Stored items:
────────────────

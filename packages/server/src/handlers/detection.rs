use axum::{Json, extract::State};
use tracing::instrument;

use crate::error::{AppError, ErrorBody};
use crate::extractors::json::AppJson;
use crate::models::detection::*;
use crate::state::AppState;
use crate::vision::mock::MOCK_PROVIDER_ID;

#[utoipa::path(
    get,
    path = "/providers",
    tag = "Detection",
    operation_id = "listProviders",
    summary = "List vision providers",
    responses(
        (status = 200, description = "Providers with availability", body = ProviderListResponse),
    ),
)]
#[instrument(skip(state))]
pub async fn list_providers(State(state): State<AppState>) -> Json<ProviderListResponse> {
    Json(ProviderListResponse {
        data: state.providers.list(),
    })
}

/// Run a vision provider over an image.
#[utoipa::path(
    post,
    path = "/detections",
    tag = "Detection",
    operation_id = "detect",
    summary = "Detect candidate batches in an image",
    description = "Returns candidate batches for review. Nothing is stored; accepted candidates go to `POST /batches/bulk`.",
    request_body = DetectRequest,
    responses(
        (status = 200, description = "Detections", body = DetectResponse),
        (status = 400, description = "Validation error (VALIDATION_ERROR)", body = ErrorBody),
        (status = 404, description = "Unknown provider or image (PROVIDER_NOT_FOUND, IMAGE_NOT_FOUND)", body = ErrorBody),
        (status = 502, description = "Remote provider failed (PROVIDER_ERROR)", body = ErrorBody),
        (status = 503, description = "Provider unusable (PROVIDER_UNAVAILABLE, PROVIDER_CONFIG_ERROR)", body = ErrorBody),
        (status = 504, description = "Remote provider timed out (PROVIDER_TIMEOUT)", body = ErrorBody),
    ),
)]
#[instrument(skip(state, payload))]
pub async fn detect(
    State(state): State<AppState>,
    AppJson(payload): AppJson<DetectRequest>,
) -> Result<Json<DetectResponse>, AppError> {
    let image_id = payload.image_id.trim().to_string();
    if image_id.is_empty() {
        return Err(AppError::Validation("image_id is required".into()));
    }
    let top_k = payload.top_k.unwrap_or(DEFAULT_TOP_K);
    if !(1..=MAX_TOP_K).contains(&top_k) {
        return Err(AppError::Validation(format!(
            "top_k must be between 1 and {MAX_TOP_K}"
        )));
    }
    let provider = payload
        .provider
        .map(|p| p.trim().to_string())
        .filter(|p| !p.is_empty())
        .unwrap_or_else(|| MOCK_PROVIDER_ID.to_string());

    let detections = state.providers.detect(&provider, &image_id, top_k).await?;
    Ok(Json(DetectResponse {
        provider,
        image_id,
        detections,
    }))
}
use std::collections::HashMap;
use std::sync::Arc;

use common::Detection;
use serde::Serialize;
use tracing::{info, warn};

use super::{Availability, VisionError, VisionProvider};

/// Public view of a registered provider, suitable for API responses.
#[derive(Debug, Clone, Serialize, utoipa::ToSchema)]
pub struct ProviderInfo {
    #[schema(example = "mock")]
    pub id: String,
    #[schema(example = "Mock (Offline)")]
    pub name: String,
    pub available: bool,
    /// Why the provider cannot be used right now.
    pub reason: Option<String>,
}

/// Providers keyed by id.
#[derive(Default)]
pub struct ProviderRegistry {
    providers: HashMap<&'static str, Arc<dyn VisionProvider>>,
}

impl ProviderRegistry {
    pub fn new() -> Self {
        Self::default()
    }

    /// Add a provider, replacing any previous one with the same id.
    pub fn register(&mut self, provider: Arc<dyn VisionProvider>) {
        let id = provider.id();
        if self.providers.insert(id, provider).is_some() {
            warn!(provider = id, "Replaced already registered vision provider");
        }
    }

    pub fn get(&self, id: &str) -> Result<Arc<dyn VisionProvider>, VisionError> {
        self.providers
            .get(id)
            .cloned()
            .ok_or_else(|| VisionError::ProviderNotFound(id.to_string()))
    }

    /// Every provider with its current availability, ordered by id.
    pub fn list(&self) -> Vec<ProviderInfo> {
        let mut infos: Vec<ProviderInfo> = self
            .providers
            .values()
            .map(|p| {
                let (available, reason) = match p.availability() {
                    Availability::Available => (true, None),
                    Availability::Unavailable(reason) => (false, Some(reason)),
                };
                ProviderInfo {
                    id: p.id().to_string(),
                    name: p.name().to_string(),
                    available,
                    reason,
                }
            })
            .collect();
        infos.sort_by(|a, b| a.id.cmp(&b.id));
        infos
    }

    /// Resolve a provider, check it is usable, then run it.
    pub async fn detect(
        &self,
        provider_id: &str,
        image_ref: &str,
        top_k: usize,
    ) -> Result<Vec<Detection>, VisionError> {
        let provider = self.get(provider_id)?;
        if let Availability::Unavailable(reason) = provider.availability() {
            return Err(VisionError::Unavailable {
                provider: provider_id.to_string(),
                reason,
            });
        }

        let detections = provider.detect(image_ref, top_k).await?;
        info!(
            provider = provider_id,
            image_ref,
            top_k,
            count = detections.len(),
            "Detection finished"
        );
        Ok(detections)
    }
}
use axum::{
    Json,
    extract::{Path, Query, State},
    http::StatusCode,
};
use common::{BatchStatus, StorageLocation};
use tracing::instrument;

use crate::error::{AppError, ErrorBody};
use crate::expiry::{self, MAX_HORIZON_DAYS};
use crate::extractors::json::AppJson;
use crate::images;
use crate::ledger::{BatchFilter, BatchSource};
use crate::models::batch::*;
use crate::models::shared::{Pagination, parse_optional};
use crate::state::AppState;
use crate::utils::clock::today;

/// List batches.
#[utoipa::path(
    get,
    path = "/batches",
    tag = "Batches",
    operation_id = "listBatches",
    summary = "List batches with filters and pagination",
    description = "Returns batches newest first. Filter by `location`, `status` and a case-insensitive `keyword` matched against the item name.",
    params(BatchListQuery),
    responses(
        (status = 200, description = "Page of batches", body = BatchListResponse),
        (status = 400, description = "Unknown filter value (VALIDATION_ERROR)", body = ErrorBody),
    ),
)]
#[instrument(skip(state, query))]
pub async fn list_batches(
    State(state): State<AppState>,
    Query(query): Query<BatchListQuery>,
) -> Result<Json<BatchListResponse>, AppError> {
    let page = Ord::max(query.page.unwrap_or(1), 1);
    let per_page = query.per_page.unwrap_or(20).clamp(1, 100);

    let filter = BatchFilter {
        location: parse_optional::<StorageLocation>(query.location.as_deref())?,
        status: parse_optional::<BatchStatus>(query.status.as_deref())?,
        keyword: query.keyword,
        page,
        per_page,
    };
    let (batches, total) = state.ledger.list_batches(&filter).await?;

    Ok(Json(BatchListResponse {
        data: batches.into_iter().map(Into::into).collect(),
        pagination: Pagination::new(page, per_page, total),
    }))
}

/// Create a batch by hand.
#[utoipa::path(
    post,
    path = "/batches",
    tag = "Batches",
    operation_id = "createBatch",
    summary = "Create a batch",
    description = "Creates an `in_stock` batch and its `created` event. Unknown item names create the item.",
    request_body = CreateBatchRequest,
    responses(
        (status = 201, description = "Batch created", body = BatchResponse),
        (status = 400, description = "Validation error (VALIDATION_ERROR)", body = ErrorBody),
        (status = 404, description = "Item id unknown (ITEM_NOT_FOUND)", body = ErrorBody),
        (status = 422, description = "Quantity not positive (INVALID_QUANTITY)", body = ErrorBody),
    ),
)]
#[instrument(skip(state, payload))]
pub async fn create_batch(
    State(state): State<AppState>,
    AppJson(payload): AppJson<CreateBatchRequest>,
) -> Result<(StatusCode, Json<BatchResponse>), AppError> {
    let spec = payload.into_new_batch()?;
    let batch = state.ledger.create_batch(spec, BatchSource::Manual).await?;
    Ok((StatusCode::CREATED, Json(batch.into())))
}

/// Create several batches atomically.
#[utoipa::path(
    post,
    path = "/batches/bulk",
    tag = "Batches",
    operation_id = "bulkCreateBatches",
    summary = "Create batches in one transaction",
    description = "Stores reviewed detections or manual entries. Either every batch is created or none is. \
        With `image_id`, every `created` event notes `image:<image_id>`.",
    request_body = BulkCreateBatchesRequest,
    responses(
        (status = 201, description = "Batches created", body = BulkCreateBatchesResponse),
        (status = 400, description = "Empty or malformed list (VALIDATION_ERROR)", body = ErrorBody),
        (status = 404, description = "Unknown item or image (ITEM_NOT_FOUND, IMAGE_NOT_FOUND)", body = ErrorBody),
        (status = 422, description = "A quantity is not positive (INVALID_QUANTITY)", body = ErrorBody),
    ),
)]
#[instrument(skip(state, payload))]
pub async fn bulk_create_batches(
    State(state): State<AppState>,
    AppJson(payload): AppJson<BulkCreateBatchesRequest>,
) -> Result<(StatusCode, Json<BulkCreateBatchesResponse>), AppError> {
    let source = match payload.image_id.as_deref().map(str::trim) {
        Some(id) if !id.is_empty() => {
            let image = images::find_image(&state.db, id).await?;
            BatchSource::Image(image.id.to_string())
        }
        _ => BatchSource::Manual,
    };

    let specs = payload
        .batches
        .into_iter()
        .map(CreateBatchRequest::into_new_batch)
        .collect::<Result<Vec<_>, _>>()?;

    let created = state.ledger.bulk_create_batches(source, specs).await?;
    Ok((
        StatusCode::CREATED,
        Json(BulkCreateBatchesResponse {
            data: created.into_iter().map(Into::into).collect(),
        }),
    ))
}

/// Batches that expire soon.
#[utoipa::path(
    get,
    path = "/batches/expiring",
    tag = "Batches",
    operation_id = "listExpiringBatches",
    summary = "List in-stock batches expiring within a horizon",
    description = "Includes already expired batches. Ordered by days left, then batch id. Days left are computed against today's date on every call.",
    params(ExpiringQuery),
    responses(
        (status = 200, description = "Expiring batches", body = ExpiringListResponse),
        (status = 400, description = "Horizon out of range (VALIDATION_ERROR)", body = ErrorBody),
    ),
)]
#[instrument(skip(state))]
pub async fn list_expiring(
    State(state): State<AppState>,
    Query(query): Query<ExpiringQuery>,
) -> Result<Json<ExpiringListResponse>, AppError> {
    let horizon = query
        .days
        .unwrap_or(state.config.inventory.expiring_horizon_days);
    if !(-MAX_HORIZON_DAYS..=MAX_HORIZON_DAYS).contains(&horizon) {
        return Err(AppError::Validation(format!(
            "days must be between -{MAX_HORIZON_DAYS} and {MAX_HORIZON_DAYS}"
        )));
    }

    let mut ranked = expiry::list_expiring(&state.db, horizon, today()).await?;
    if let Some(limit) = query.limit {
        ranked.truncate(limit);
    }

    Ok(Json(ExpiringListResponse {
        horizon_days: horizon,
        data: ranked.into_iter().map(Into::into).collect(),
    }))
}

#[utoipa::path(
    get,
    path = "/batches/{id}",
    tag = "Batches",
    operation_id = "getBatch",
    summary = "Get a batch by ID",
    params(("id" = i32, Path, description = "Batch ID")),
    responses(
        (status = 200, description = "Batch details", body = BatchResponse),
        (status = 404, description = "Batch not found (BATCH_NOT_FOUND)", body = ErrorBody),
    ),
)]
#[instrument(skip(state), fields(id))]
pub async fn get_batch(
    State(state): State<AppState>,
    Path(id): Path<i32>,
) -> Result<Json<BatchResponse>, AppError> {
    Ok(Json(state.ledger.get_batch(id).await?.into()))
}

/// Patch quantity, expiry date or location.
#[utoipa::path(
    patch,
    path = "/batches/{id}",
    tag = "Batches",
    operation_id = "updateBatch",
    summary = "Update an in-stock batch",
    description = "A quantity change is recorded as an `adjusted` event. The new quantity must be greater than zero; use consume or discard to empty a batch.",
    params(("id" = i32, Path, description = "Batch ID")),
    request_body = UpdateBatchRequest,
    responses(
        (status = 200, description = "Batch updated", body = BatchResponse),
        (status = 400, description = "Empty patch (VALIDATION_ERROR)", body = ErrorBody),
        (status = 404, description = "Batch not found (BATCH_NOT_FOUND)", body = ErrorBody),
        (status = 409, description = "Batch already consumed or discarded (BATCH_TERMINAL)", body = ErrorBody),
        (status = 422, description = "Quantity not positive (INVALID_QUANTITY)", body = ErrorBody),
    ),
)]
#[instrument(skip(state, payload), fields(id))]
pub async fn update_batch(
    State(state): State<AppState>,
    Path(id): Path<i32>,
    AppJson(payload): AppJson<UpdateBatchRequest>,
) -> Result<Json<BatchResponse>, AppError> {
    let batch = state.ledger.update_batch(id, payload.into()).await?;
    Ok(Json(batch.into()))
}

#[utoipa::path(
    post,
    path = "/batches/{id}/consume",
    tag = "Batches",
    operation_id = "consumeBatch",
    summary = "Consume part or all of a batch",
    description = "Appends a `consumed` event. Consuming the remaining quantity marks the batch `consumed`.",
    params(("id" = i32, Path, description = "Batch ID")),
    request_body = ConsumeBatchRequest,
    responses(
        (status = 200, description = "Batch after consumption", body = BatchResponse),
        (status = 404, description = "Batch not found (BATCH_NOT_FOUND)", body = ErrorBody),
        (status = 409, description = "Batch already consumed or discarded (BATCH_TERMINAL)", body = ErrorBody),
        (status = 422, description = "Quantity not positive or above remaining (INVALID_QUANTITY)", body = ErrorBody),
    ),
)]
#[instrument(skip(state, payload), fields(id))]
pub async fn consume_batch(
    State(state): State<AppState>,
    Path(id): Path<i32>,
    AppJson(payload): AppJson<ConsumeBatchRequest>,
) -> Result<Json<BatchResponse>, AppError> {
    let batch = state
        .ledger
        .consume_batch(id, payload.quantity, payload.note)
        .await?;
    Ok(Json(batch.into()))
}

#[utoipa::path(
    post,
    path = "/batches/{id}/discard",
    tag = "Batches",
    operation_id = "discardBatch",
    summary = "Discard part or all of a batch",
    description = "Appends a `discarded` event with the reason as its note. Discarding the remaining quantity marks the batch `discarded`.",
    params(("id" = i32, Path, description = "Batch ID")),
    request_body = DiscardBatchRequest,
    responses(
        (status = 200, description = "Batch after discard", body = BatchResponse),
        (status = 404, description = "Batch not found (BATCH_NOT_FOUND)", body = ErrorBody),
        (status = 409, description = "Batch already consumed or discarded (BATCH_TERMINAL)", body = ErrorBody),
        (status = 422, description = "Quantity not positive or above remaining (INVALID_QUANTITY)", body = ErrorBody),
    ),
)]
#[instrument(skip(state, payload), fields(id))]
pub async fn discard_batch(
    State(state): State<AppState>,
    Path(id): Path<i32>,
    AppJson(payload): AppJson<DiscardBatchRequest>,
) -> Result<Json<BatchResponse>, AppError> {
    let batch = state
        .ledger
        .discard_batch(id, payload.quantity, payload.reason)
        .await?;
    Ok(Json(batch.into()))
}

#[utoipa::path(
    get,
    path = "/batches/{id}/events",
    tag = "Batches",
    operation_id = "listBatchEvents",
    summary = "List a batch's events in replay order",
    description = "Summing `delta_quantity` in order reproduces the batch's current quantity.",
    params(("id" = i32, Path, description = "Batch ID")),
    responses(
        (status = 200, description = "Events, oldest first", body = Vec<EventResponse>),
        (status = 404, description = "Batch not found (BATCH_NOT_FOUND)", body = ErrorBody),
    ),
)]
#[instrument(skip(state), fields(id))]
pub async fn list_batch_events(
    State(state): State<AppState>,
    Path(id): Path<i32>,
) -> Result<Json<Vec<EventResponse>>, AppError> {
    let events = state.ledger.list_batch_events(id).await?;
    Ok(Json(events.into_iter().map(Into::into).collect()))
}

/// Latest events across every batch.
#[utoipa::path(
    get,
    path = "/events",
    tag = "Batches",
    operation_id = "listEvents",
    summary = "List recent events",
    description = "Newest first. `limit` is clamped to 1-200 and defaults to 10.",
    params(EventListQuery),
    responses(
        (status = 200, description = "Recent events", body = Vec<EventResponse>),
    ),
)]
#[instrument(skip(state))]
pub async fn list_events(
    State(state): State<AppState>,
    Query(query): Query<EventListQuery>,
) -> Result<Json<Vec<EventResponse>>, AppError> {
    let limit = query.limit.unwrap_or(10).clamp(1, 200);
    let events = state.ledger.list_events(limit).await?;
    Ok(Json(events.into_iter().map(Into::into).collect()))
}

────────────────

For every line of the entries holding the string "Appends", add one to a tally; give the final figure only.

2